The subjective assessment of functional capacity can also be considered a limitation of the study. Cardiopulmonary exercise testing is considered the gold standard for assessing functional capacity. Around 80% of heart transplant patients at Santa Casa de Belo Horizonte have their procedure carried out urgently, being admitted in a serious condition, via hospital transfer, using dobutamine: for these patients it is neither possible nor necessary to perform the ergospirometry to indicate heart transplantation. Patients admitted on an outpatient basis are also frequently very seriously ill, with functional capacity grade IV and with predictors of poor prognosis with unequivocal indication for heart transplantation. In rare cases, in which clinical, laboratory evaluation and imaging tests are not sufficient to define the indication for transplantation, ergospirometry is performed at a Pulmonary Clinic affiliated with Santa Casa Hospital. Our hospital does not yet have this service, due to the high cost and also the need for qualified labor.

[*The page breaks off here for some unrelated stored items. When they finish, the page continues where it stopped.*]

//! Bulk-load table writer.
//!
//! Point entries must arrive in strictly ascending key order. Range
//! tombstones are collected separately and may arrive in any order.

use crate::format::{
    seal_block, Footer, IndexEntry, RangeTombstone, TableEntry, BLOCK_TRAILER_SIZE,
    FOOTER_LEN_SIZE, TABLE_MAGIC,
};
use crate::Options;
use sstfuzz_core::{Error, Result};
use std::cmp::Ordering;
use std::fs::File;
use std::io::{BufWriter, Write};
use std::path::{Path, PathBuf};
use tracing::debug;

/// Summary of a finished table file.
#[derive(Debug, Clone, Default, PartialEq, Eq)]
pub struct ExternalSstFileInfo {
    /// Path of the table file
    pub file_path: PathBuf,
    /// Smallest point key, empty if the table has none
    pub smallest_key: Vec<u8>,
    /// Largest point key, empty if the table has none
    pub largest_key: Vec<u8>,
    /// Smallest range tombstone start, empty if the table has none
    pub smallest_range_del_key: Vec<u8>,
    /// Largest range tombstone end, empty if the table has none
    pub largest_range_del_key: Vec<u8>,
    /// Number of point entries
    pub num_entries: u64,
    /// Number of range tombstones
    pub num_range_del_entries: u64,
    /// File size in bytes
    pub file_size: u64,
}

/// State of a table that is currently being written.
struct OpenTable {
    path: PathBuf,
    writer: BufWriter<File>,
    position: u64,
    index: Vec<IndexEntry>,
    block_buffer: Vec<u8>,
    current_block_first_key: Option<Vec<u8>>,
    entry_count: u64,
    smallest_key: Option<Vec<u8>>,
    largest_key: Option<Vec<u8>>,
    range_deletions: Vec<RangeTombstone>,
}

/// Writes a sorted table file from a stream of ascending operations.
pub struct SstFileWriter {
    options: Options,
    table: Option<OpenTable>,
}

impl SstFileWriter {
    /// Create a writer that is not yet bound to a file
    pub fn new(options: Options) -> Self {
        Self {
            options,
            table: None,
        }
    }

    /// Create (or truncate) `path` and start a new table in it. A table that
    /// was open and unfinished is abandoned.
    pub fn open(&mut self, path: impl AsRef<Path>) -> Result<()> {
        let path = path.as_ref().to_path_buf();
        let file = File::create(&path)?;
        debug!(path = %path.display(), "opened table for writing");

        self.table = Some(OpenTable {
            path,
            writer: BufWriter::new(file),
            position: 0,
            index: Vec::new(),
            block_buffer: Vec::with_capacity(self.options.block_size),
            current_block_first_key: None,
            entry_count: 0,
            smallest_key: None,
            largest_key: None,
            range_deletions: Vec::new(),
        });
        Ok(())
    }

    /// Add a key/value pair
    pub fn put(&mut self, key: &[u8], value: &[u8]) -> Result<()> {
        self.add(TableEntry::value(key.to_vec(), value.to_vec()))
    }

    /// Add a merge operand for `key`
    pub fn merge(&mut self, key: &[u8], operand: &[u8]) -> Result<()> {
        self.add(TableEntry::merge(key.to_vec(), operand.to_vec()))
    }

    /// Add a point tombstone for `key`
    pub fn delete(&mut self, key: &[u8]) -> Result<()> {
        self.add(TableEntry::deletion(key.to_vec()))
    }

    /// Delete every key in `[begin, end)`. An empty range is accepted and
    /// dropped; an inverted one is rejected.
    pub fn delete_range(&mut self, begin: &[u8], end: &[u8]) -> Result<()> {
        let comparator = self.options.comparator.clone();
        let table = self.table_mut()?;

        match comparator.compare(begin, end) {
            Ordering::Greater => Err(Error::InvalidArgument(
                "end key comes before start key".into(),
            )),
            Ordering::Equal => Ok(()),
            Ordering::Less => {
                table.range_deletions.push(RangeTombstone {
                    start: begin.to_vec(),
                    end: end.to_vec(),
                });
                Ok(())
            }
        }
    }

    /// Bytes written to the file so far
    pub fn file_size(&self) -> u64 {
        self.table.as_ref().map_or(0, |t| t.position)
    }

    fn table_mut(&mut self) -> Result<&mut OpenTable> {
        self.table
            .as_mut()
            .ok_or_else(|| Error::InvalidArgument("file is not opened".into()))
    }

    fn add(&mut self, entry: TableEntry) -> Result<()> {
        let comparator = self.options.comparator.clone();
        let block_size = self.options.block_size;
        let table = self.table_mut()?;

        if let Some(last) = &table.largest_key {
            if comparator.compare(&entry.key, last) != Ordering::Greater {
                return Err(Error::InvalidArgument(
                    "keys must be added in strict ascending order".into(),
                ));
            }
        }

        if table.smallest_key.is_none() {
            table.smallest_key = Some(entry.key.clone());
        }
        table.largest_key = Some(entry.key.clone());

        if table.current_block_first_key.is_none() {
            table.current_block_first_key = Some(entry.key.clone());
        }

        let encoded =
            bincode::serialize(&entry).map_err(|e| Error::Serialization(e.to_string()))?;
        let len = encoded.len() as u32;
        table.block_buffer.extend_from_slice(&len.to_le_bytes());
        table.block_buffer.extend_from_slice(&encoded);
        table.entry_count += 1;

        if table.block_buffer.len() >= block_size {
            table.flush_block()?;
        }

        Ok(())
    }

    /// Seal the table and close the file. The writer is unbound afterwards.
    pub fn finish(&mut self) -> Result<ExternalSstFileInfo> {
        let mut table = self
            .table
            .take()
            .ok_or_else(|| Error::InvalidArgument("file is not opened".into()))?;

        if table.entry_count == 0 && table.range_deletions.is_empty() {
            return Err(Error::InvalidArgument(
                "cannot create sst file with no entries".into(),
            ));
        }

        table.flush_block()?;

        let comparator = self.options.comparator.clone();
        let range_deletions = std::mem::take(&mut table.range_deletions);
        let index = std::mem::take(&mut table.index);

        let mut smallest_range_del_key: Option<Vec<u8>> = None;
        let mut largest_range_del_key: Option<Vec<u8>> = None;
        for tombstone in &range_deletions {
            if smallest_range_del_key
                .as_deref()
                .map_or(true, |k| comparator.compare(&tombstone.start, k) == Ordering::Less)
            {
                smallest_range_del_key = Some(tombstone.start.clone());
            }
            if largest_range_del_key
                .as_deref()
                .map_or(true, |k| comparator.compare(&tombstone.end, k) == Ordering::Greater)
            {
                largest_range_del_key = Some(tombstone.end.clone());
            }
        }

        let range_del_offset = table.position;
        let range_del_size = table.write_sealed(&range_deletions)?;

        let index_offset = table.position;
        let index_size = table.write_sealed(&index)?;

        let smallest_key = table.smallest_key.take().unwrap_or_default();
        let largest_key = table.largest_key.take().unwrap_or_default();

        let mut footer = Footer {
            range_del_offset,
            range_del_size,
            index_offset,
            index_size,
            entry_count: table.entry_count,
            range_del_count: range_deletions.len() as u64,
            smallest_key: smallest_key.clone(),
            largest_key: largest_key.clone(),
            comparator: comparator.name().to_string(),
            magic: TABLE_MAGIC,
            crc: 0,
        };
        footer.crc = footer
            .compute_crc()
            .map_err(|e| Error::Serialization(e.to_string()))?;
        let footer_encoded =
            bincode::serialize(&footer).map_err(|e| Error::Serialization(e.to_string()))?;

        let footer_len = footer_encoded.len() as u32;
        table.writer.write_all(&footer_encoded)?;
        table.writer.write_all(&footer_len.to_le_bytes())?;
        table.writer.flush()?;
        table.writer.get_ref().sync_all()?;

        let file_size = table.position + footer_encoded.len() as u64 + FOOTER_LEN_SIZE;
        debug!(
            path = %table.path.display(),
            entries = table.entry_count,
            range_deletions = footer.range_del_count,
            file_size,
            "finished table"
        );

        Ok(ExternalSstFileInfo {
            file_path: table.path,
            smallest_key,
            largest_key,
            smallest_range_del_key: smallest_range_del_key.unwrap_or_default(),
            largest_range_del_key: largest_range_del_key.unwrap_or_default(),
            num_entries: footer.entry_count,
            num_range_del_entries: footer.range_del_count,
            file_size,
        })
    }
}

impl OpenTable {
    /// Flush the current data block to disk
    fn flush_block(&mut self) -> Result<()> {
        if self.block_buffer.is_empty() {
            return Ok(());
        }

        seal_block(&mut self.block_buffer);

        if let Some(first_key) = self.current_block_first_key.take() {
            self.index.push(IndexEntry {
                first_key,
                offset: self.position,
                size: self.block_buffer.len() as u32,
            });
        }

        self.writer.write_all(&self.block_buffer)?;
        self.position += self.block_buffer.len() as u64;
        self.block_buffer.clear();

        Ok(())
    }

    /// Write a serialized block followed by its CRC; returns the payload size.
    fn write_sealed<T: serde::Serialize>(&mut self, value: &T) -> Result<u32> {
        let mut encoded =
            bincode::serialize(value).map_err(|e| Error::Serialization(e.to_string()))?;
        let size = encoded.len() as u32;
        seal_block(&mut encoded);

        self.writer.write_all(&encoded)?;
        self.position += encoded.len() as u64;
        debug_assert_eq!(encoded.len(), size as usize + BLOCK_TRAILER_SIZE);

        Ok(size)
    }
}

In our study, 78% of patients who were candidates for transplantation were men. Similar results were found by Chung et al. (2023). In view of this, we consider it a limitation of the study48.

Conclusion

The low ejection fraction, systolic volume, and central and peripheral arterial pressures in the transplant candidate group may have negatively influenced the individual's functional capacity, as observed by the lower DASI score. Despite the significant increase in peripheral and central vascular pressures after surgery, the patients were normotensive. The 143.85% increase in LVEF in the postoperative period was not capable of positively affecting the functional capacity assessed by the DASI.